The woods are a dangerous, thorny place in Feist, where you play as a silent, furry character rustling its way through trees, mountains, and crumbling caves during the perpetual golden hour of sunset. You and everything you encounter appear only as silhouettes against its yellow-green light; there are no words, just the faint sketches of a story: you escape from a box suspended from a tree and try to make your way through a hostile landscape full of spring-loaded traps and spiky, insectoid enemies ready to take your life at every turn.

They will succeed. This is a game where you are meant to die, many, many times; death is the primary way that you learn. It's easy to see why Feist has inspired so many comparisons to Limbo, the shadowy puzzle-platform game that won so many hearts in 2011: It has the same shadowy aesthetics, the same minimal plot, the same "trial-and-death" approach to making your way through the world.

But there's a different sort of wildness to Feist, a sense of unpredictability. It doesn't just feel like you're simply solving puzzles; it feels like you're trying to survive, leaping and dodging desperately as rocks fall, spears fly, and enemies come barreling towards you. While eating flies will help you heal from your many, many injuries, there's no health bar. You can't always tell how much you've been hurt, how much you've healed, and whether another wound is going to take you out. You are always at the mercy of the world.

ezgif-2848351036

Sometimes you succeed not because you're had a logical eureka moment, but just because you get lucky: an errant murder-wasp triggers the trap you've been trying to avoid, or somehow you manage to land on the edge of a tree branch you've leapt for twenty times before, and you're not sure why. Survival is three parts skill, one part luck.

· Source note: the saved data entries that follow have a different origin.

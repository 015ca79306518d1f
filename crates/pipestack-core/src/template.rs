//! CloudFormation template model.

use serde::{Deserialize, Serialize};
use serde_json::{Map, Value};
use std::collections::BTreeMap;

use crate::{Error, Result};

pub const TEMPLATE_FORMAT_VERSION: &str = "2010-09-09";

/// A synthesized CloudFormation template.
#[derive(Debug, Clone, PartialEq, Serialize, Deserialize)]
#[serde(rename_all = "PascalCase")]
pub struct Template {
    #[serde(rename = "AWSTemplateFormatVersion")]
    pub format_version: String,
    #[serde(default, skip_serializing_if = "Option::is_none")]
    pub description: Option<String>,
    #[serde(default, skip_serializing_if = "BTreeMap::is_empty")]
    pub parameters: BTreeMap<String, Parameter>,
    /// Always emitted, an empty stack still has `"Resources": {}`.
    #[serde(default)]
    pub resources: BTreeMap<String, Resource>,
    #[serde(default, skip_serializing_if = "BTreeMap::is_empty")]
    pub outputs: BTreeMap<String, Output>,
}

impl Default for Template {
    fn default() -> Self {
        Self {
            format_version: TEMPLATE_FORMAT_VERSION.to_string(),
            description: None,
            parameters: BTreeMap::new(),
            resources: BTreeMap::new(),
            outputs: BTreeMap::new(),
        }
    }
}

impl Template {
    pub fn new() -> Self {
        Self::default()
    }

    pub fn add_resource(&mut self, logical_id: impl Into<String>, resource: Resource) -> Result<()> {
        let logical_id = logical_id.into();
        if self.resources.contains_key(&logical_id) {
            return Err(Error::Conflict(format!("resource '{logical_id}' already defined")));
        }
        self.resources.insert(logical_id, resource);
        Ok(())
    }

    pub fn add_parameter(
        &mut self,
        logical_id: impl Into<String>,
        parameter: Parameter,
    ) -> Result<()> {
        let logical_id = logical_id.into();
        if self.parameters.contains_key(&logical_id) {
            return Err(Error::Conflict(format!("parameter '{logical_id}' already defined")));
        }
        self.parameters.insert(logical_id, parameter);
        Ok(())
    }

    pub fn add_output(&mut self, logical_id: impl Into<String>, output: Output) -> Result<()> {
        let logical_id = logical_id.into();
        if self.outputs.contains_key(&logical_id) {
            return Err(Error::Conflict(format!("output '{logical_id}' already defined")));
        }
        self.outputs.insert(logical_id, output);
        Ok(())
    }

    pub fn resource(&self, logical_id: &str) -> Option<&Resource> {
        self.resources.get(logical_id)
    }

    /// All resources of a CloudFormation type, in logical-id order.
    pub fn resources_of_type<'a>(
        &'a self,
        resource_type: &'a str,
    ) -> impl Iterator<Item = (&'a String, &'a Resource)> + 'a {
        self.resources
            .iter()
            .filter(move |(_, r)| r.resource_type == resource_type)
    }

    pub fn count_of_type(&self, resource_type: &str) -> usize {
        self.resources_of_type(resource_type).count()
    }

    pub fn to_json_pretty(&self) -> Result<String> {
        Ok(serde_json::to_string_pretty(self)?)
    }
}

/// Deletion and replacement policies.
#[derive(Debug, Clone, Copy, PartialEq, Eq, Serialize, Deserialize)]
pub enum DeletionPolicy {
    Delete,
    Retain,
    Snapshot,
}

/// A single resource declaration.
#[derive(Debug, Clone, PartialEq, Serialize, Deserialize)]
#[serde(rename_all = "PascalCase")]
pub struct Resource {
    #[serde(rename = "Type")]
    pub resource_type: String,
    #[serde(default, skip_serializing_if = "Map::is_empty")]
    pub properties: Map<String, Value>,
    #[serde(default, skip_serializing_if = "Vec::is_empty")]
    pub depends_on: Vec<String>,
    #[serde(default, skip_serializing_if = "Option::is_none")]
    pub update_policy: Option<Value>,
    #[serde(default, skip_serializing_if = "Option::is_none")]
    pub update_replace_policy: Option<DeletionPolicy>,
    #[serde(default, skip_serializing_if = "Option::is_none")]
    pub deletion_policy: Option<DeletionPolicy>,
}

impl Resource {
    pub fn new(resource_type: impl Into<String>) -> Self {
        Self {
            resource_type: resource_type.into(),
            properties: Map::new(),
            depends_on: Vec::new(),
            update_policy: None,
            update_replace_policy: None,
            deletion_policy: None,
        }
    }

    /// Merge a JSON object into the resource properties.
    ///
    /// Non-object values are ignored.
    pub fn with_properties(mut self, properties: Value) -> Self {
        if let Value::Object(map) = properties {
            self.properties.extend(map);
        }
        self
    }

    pub fn with_property(mut self, key: impl Into<String>, value: Value) -> Self {
        self.properties.insert(key.into(), value);
        self
    }

    pub fn with_dependency(mut self, logical_id: impl Into<String>) -> Self {
        let logical_id = logical_id.into();
        if !self.depends_on.contains(&logical_id) {
            self.depends_on.push(logical_id);
        }
        self
    }

    pub fn with_update_policy(mut self, policy: Value) -> Self {
        self.update_policy = Some(policy);
        self
    }

    /// Keep the physical resource when it is removed from the template.
    pub fn retained(mut self) -> Self {
        self.update_replace_policy = Some(DeletionPolicy::Retain);
        self.deletion_policy = Some(DeletionPolicy::Retain);
        self
    }

    pub fn property(&self, key: &str) -> Option<&Value> {
        self.properties.get(key)
    }
}

/// A template parameter, resolved at deploy time.
#[derive(Debug, Clone, PartialEq, Serialize, Deserialize)]
#[serde(rename_all = "PascalCase")]
pub struct Parameter {
    #[serde(rename = "Type")]
    pub parameter_type: String,
    #[serde(default, skip_serializing_if = "Option::is_none")]
    pub description: Option<String>,
}

impl Parameter {
    pub fn string(description: impl Into<String>) -> Self {
        Self {
            parameter_type: "String".to_string(),
            description: Some(description.into()),
        }
    }
}

/// A stack output, optionally exported for other stacks.
#[derive(Debug, Clone, PartialEq, Serialize, Deserialize)]
#[serde(rename_all = "PascalCase")]
pub struct Output {
    #[serde(default, skip_serializing_if = "Option::is_none")]
    pub description: Option<String>,
    pub value: Value,
    #[serde(default, skip_serializing_if = "Option::is_none")]
    pub export: Option<Export>,
}

#[derive(Debug, Clone, PartialEq, Serialize, Deserialize)]
#[serde(rename_all = "PascalCase")]
pub struct Export {
    pub name: String,
}

#[cfg(test)]
mod tests {
    use super::*;
    use serde_json::json;

    #[test]
    fn test_empty_template_keeps_resources_key() {
        let json = serde_json::to_value(Template::new()).unwrap();
        assert_eq!(
            json,
            json!({"AWSTemplateFormatVersion": "2010-09-09", "Resources": {}})
        );
    }

    #[test]
    fn test_duplicate_resource_is_conflict() {
        let mut template = Template::new();
        template
            .add_resource("Topic", Resource::new("AWS::SNS::Topic"))
            .unwrap();
        let err = template
            .add_resource("Topic", Resource::new("AWS::SNS::Topic"))
            .unwrap_err();
        assert!(matches!(err, Error::Conflict(_)));
    }

    #[test]
    fn test_resource_serialization() {
        let resource = Resource::new("AWS::S3::Bucket")
            .with_properties(json!({"BucketName": "artifacts"}))
            .with_dependency("Role")
            .with_dependency("Role")
            .retained();

        assert_eq!(
            serde_json::to_value(&resource).unwrap(),
            json!({
                "Type": "AWS::S3::Bucket",
                "Properties": {"BucketName": "artifacts"},
                "DependsOn": ["Role"],
                "UpdateReplacePolicy": "Retain",
                "DeletionPolicy": "Retain"
            })
        );
    }

    #[test]
    fn test_resources_of_type() {
        let mut template = Template::new();
        template
            .add_resource("A", Resource::new("AWS::IAM::Role"))
            .unwrap();
        template
            .add_resource("B", Resource::new("AWS::SNS::Topic"))
            .unwrap();
        template
            .add_resource("C", Resource::new("AWS::IAM::Role"))
            .unwrap();

        assert_eq!(template.count_of_type("AWS::IAM::Role"), 2);
        let ids: Vec<_> = template
            .resources_of_type("AWS::IAM::Role")
            .map(|(id, _)| id.as_str())
            .collect();
        assert_eq!(ids, vec!["A", "C"]);
    }

    #[test]
    fn test_output_with_export() {
        let output = Output {
            description: Some("Api endpoint".to_string()),
            value: json!({"Fn::GetAtt": ["Api", "ApiEndpoint"]}),
            export: Some(Export {
                name: "ServiceEndpointProd".to_string(),
            }),
        };
        let json = serde_json::to_value(&output).unwrap();
        assert_eq!(json["Export"]["Name"], "ServiceEndpointProd");
    }
}
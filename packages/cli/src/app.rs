use anyhow::{bail, Context, Result};
use std::sync::Arc;
use tracing::debug;

use shared::config::ClientConfig;
use shared::repositories::api_client::{HttpApiClient, UnauthorizedHandler};
use shared::repositories::storage::{ClientStorage, FileStorage, TokenStore};
use shared::services::admin_service::AdminStore;
use shared::services::category_service::CategoryCatalog;
use shared::services::expense_service::ExpenseLedger;
use shared::services::navigation::Route;
use shared::services::preferences_service::Preferences;
use shared::services::profile_service::ProfileStore;
use shared::services::session_service::SessionManager;

use crate::navigator::CliNavigator;

/// Every store the front end talks to, wired to one gateway and one storage.
pub struct AppContext {
    pub session: Arc<SessionManager>,
    pub ledger: Arc<ExpenseLedger>,
    pub catalog: Arc<CategoryCatalog>,
    pub profile: ProfileStore,
    pub admin: AdminStore,
    pub preferences: Preferences,
    pub navigator: Arc<CliNavigator>,
}

impl AppContext {
    pub fn build(config: &ClientConfig) -> Result<Self> {
        let storage: Arc<dyn ClientStorage> = Arc::new(
            FileStorage::open(&config.storage_path).with_context(|| {
                format!(
                    "failed to open client storage at {}",
                    config.storage_path.display()
                )
            })?,
        );
        let token_store = TokenStore::new(storage.clone());

        let client = Arc::new(
            HttpApiClient::new(config, Arc::new(token_store.clone()))
                .context("failed to build HTTP client")?,
        );
        debug!("Using API at {}", client.base_url());

        let navigator = Arc::new(CliNavigator::default());
        let session = Arc::new(SessionManager::new(
            client.clone(),
            client.clone(),
            client.clone(),
            token_store,
            navigator.clone(),
        ));
        let handler: Arc<dyn UnauthorizedHandler> = session.clone();
        client.set_unauthorized_handler(Arc::downgrade(&handler));

        let ledger = Arc::new(ExpenseLedger::new(client.clone(), client.clone()));
        let catalog = Arc::new(CategoryCatalog::new(client.clone()));
        session.register_dependent(ledger.clone());
        session.register_dependent(catalog.clone());

        Ok(AppContext {
            session,
            ledger,
            catalog,
            profile: ProfileStore::new(client.clone()),
            admin: AdminStore::new(client),
            preferences: Preferences::new(storage),
            navigator,
        })
    }

    /// Restores the stored session and fails unless it grants access to `path`.
    pub async fn require(&self, path: &str) -> Result<()> {
        match self.session.guard_route(path).await {
            None => Ok(()),
            Some(Route::Login) => bail!("Not signed in. Run `finance login` first."),
            Some(_) => bail!("Your account cannot access {}", path),
        }
    }
}
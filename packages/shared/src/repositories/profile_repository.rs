use async_trait::async_trait;
use reqwest::Method;

#[cfg(test)]
use mockall::automock;

use crate::models::auth::responses::MessageResponse;
use crate::models::user::{ChangePasswordRequest, UpdateProfileRequest, UserProfile};
use crate::repositories::api_client::HttpApiClient;
use crate::repositories::errors::api_client_errors::ApiClientError;

#[cfg_attr(test, automock)]
#[async_trait]
pub trait ProfileRepository: Send + Sync {
    async fn get_profile(&self) -> Result<UserProfile, ApiClientError>;
    async fn update_profile(&self, payload: &UpdateProfileRequest) -> Result<(), ApiClientError>;
    async fn change_password(
        &self,
        payload: &ChangePasswordRequest,
    ) -> Result<MessageResponse, ApiClientError>;
}

#[async_trait]
impl ProfileRepository for HttpApiClient {
    async fn get_profile(&self) -> Result<UserProfile, ApiClientError> {
        self.get_json("/profile").await
    }

    async fn update_profile(&self, payload: &UpdateProfileRequest) -> Result<(), ApiClientError> {
        self.send_empty(Method::PUT, "/profile", Some(payload))
            .await
    }

    async fn change_password(
        &self,
        payload: &ChangePasswordRequest,
    ) -> Result<MessageResponse, ApiClientError> {
        self.send_json_or_default(Method::POST, "/profile/change-password", payload)
            .await
    }
}
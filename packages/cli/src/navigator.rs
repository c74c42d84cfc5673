use std::sync::{Mutex, PoisonError};
use tracing::debug;

use shared::services::navigation::{Navigator, Route};

/// Terminal stand-in for page navigation: remembers the last route so
/// commands can tell the user where the session ended up.
#[derive(Default)]
pub struct CliNavigator {
    last_route: Mutex<Option<Route>>,
}

impl CliNavigator {
    pub fn last_route(&self) -> Option<Route> {
        *self.last_route.lock().unwrap_or_else(PoisonError::into_inner)
    }
}

impl Navigator for CliNavigator {
    fn navigate(&self, route: Route) {
        debug!("Navigating to {}", route.path());
        *self.last_route.lock().unwrap_or_else(PoisonError::into_inner) = Some(route);
    }
}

The capriciousness of the game and the brutal precision it demands will likely inspire obsession in some while causing others to simply throw up their hands. It's tense, frantic and occasionally very frustrating, in a way that belies the loveliness of the world that is trying so hard to kill you, dust motes drifting softly through its honey-hued light. It's a difficult game to pin down; even the translucent skeleton of the plot is so faint that you may not realize you've finished the game until the credits start rolling. For better or for worse, Feist is a game that's carefully designed to feel like it simply happens—and that's exactly how it feels.

Feist is available on Mac, PC and Linux via Steam, Itch.io, Humble and GOG for $15.